Giving Your Pet Medication Just Got Easier

Pill Pockets for cats Giving medication to your pet is sometimes worse than getting your child to swallow that disgusting spoonful of cough medicine. They refuse to take the medication willingly and in most cases, pet owners must resort to holding their pet down and slipping a capsule into their mouths and hope they don’t just take it into another room and spit it out.

I got my cat spayed about a year ago and while still at the vet office the next morning, she had ripped all of her stitches out and within a few days of bringing her home, she had an infection from the stitches and the vet having to restitch her. In addition to the normal medication I had to give her, I also had to give her an antibiotic for the infection. Now, I have an unnatural love for my cat, I treat her as well as people treat their children and seeing her in any kind of pain or discomfort at all had me welling up with tears, so giving her the two medications twice a day was agony for me–and she didn’t like it much, either.

I recently found a great item that makes giving pets medication easier than ever–Pill Pockets. Staying true to hiding capsules in food, Pill Pockets, made by Greenies, are treats for pets that you can easily put a pill in and feed to your pet. They are made for cats as well as for dogs and would most definitely be an asset for any person having trouble with giving their pets medication.

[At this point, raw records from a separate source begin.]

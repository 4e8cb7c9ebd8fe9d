//! HTTP REST API interfaces
//!
//! - `middleware`: bearer-token auth gate
//! - `common`: error mapping and JSON extractor
//! - `modules`: per-resource DTOs and handlers
//! - `router`: API router with Swagger documentation

pub mod common;
pub mod middleware;
pub mod modules;
pub mod router;

pub use router::{create_api_router, ApiContext, ApiDoc};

22 thoughts on “Giving Your Pet Medication Just Got Easier”

  1. First!! I always wanted to say that! This is great. you really have no idea. I watch my girlfriends cat from time to time and i have a heck of a time trying to get her to eat her medication. Even if i put it in the food she still won’t eat it. I’ll take a look at this and maybe give it a try. Thanks for the info.

  2. Thanks for sharing this. For sure, it’s definitely helpful. When I went to the vet, that’s what she did, hid the deworming pills in some chewable treats and the dogs ate them with no complications. ^_^

  3. My otherwise loving dog is vicious when it comes to taking pills. Disguising them in food doesn’t work – he caught on to that years ago. Pill Pockets are the only thing that works.

  4. We’ve given up trying to give our cat pills. This is about the fourth cat between the two of us and he’s a small bear. Even two of us working together cannot get a pill in him. It’s so bad we’d rather just pay the vet, we’ll give this a shot, hopefully he’ll actually eat it.

  5. When my dog gets sick and its time to give her some medicine, I hide the pills in some food like bread or within a piece of meat and then put it in her mouth, yup in her mouth, if I put the food in her plate she seems to lick the food and leave the pill 🙂

    but when I put it in her mouth myself she does not want to spit out the food and just swallows it 🙂

  6. I heard of these before but didnt know the make or much about thm at all. My labradoodle just plain refuses to take any kind of medication, hopefully now i can try these instead. thanks for the post!

  7. I met Dr Marty Becker recently (he’s the vet who promoted pill pockets on Good Morning America). As far as can tell, Dr Becker’s promotion is quit genuine. I haven’t tried them but most sources suggest that they work really well. Dogs are unbelievably skilled at detecting pills! Amazing!!! If only they could detect all the lose change I’ve dropped over the years.

  8. For the first three weeks that I gave my cat Tiger the medication in the pill pockets she took it happily, but now when I open up the pills she runs and won’t even take with the pill pockets. I have been scratched and hissed at just for her to spit the pill back out. I am wits end with her. She needs to take this medication two times a day because she has epilepsy and she is only two years old. Are there any other solutions or flavors besides chicken or seafood? Please help.

  9. Your pet will love Pill Pockets but one thing is very important….Don’t let the medication that may get on your fingers touch the outside of the Pill Pocket. If you always use a clean hand to handle the Pill Pocket and the other the medication your pet will not catch on. Just like human medicine, pet medicine has a bad taste and that can transfer from your fingers to the Pill Pocket resulting in the pet refusing both.

  10. I used to have a pet rabbit who always refuse when it comes to medicine. She will turned away or run away whenever we feed her medicine. However, it is still important for us to feed her the medicine in order to keep her healthy back, so we sort of have forced it on her.

  11. I really appreciate this post! Thanks for the great ideas shared i learn a lot from it. I love to use “Natural Products” proven and safe in our health. I will come back often.

    Norte Vita

  12. There is a new pet wormer that is ‘chewable’ called plerion which are flavoured and dogs dont spit them out or refuse to eat. Before this product it was either drops or a drontal worming tablet that i had to put in ham in order for the dog to take it an eat. I’d recommend these when wanting to worm your dog and when you have a dog that doesn’t want to take a tablet.

  13. Great article. Anything that can get your pet to take it’s medication is a great help. I have found the tablet wrapped in a slice of ham works great for dogs cats on the other hand a different kettle of fish, they are far more alert to tricks like this.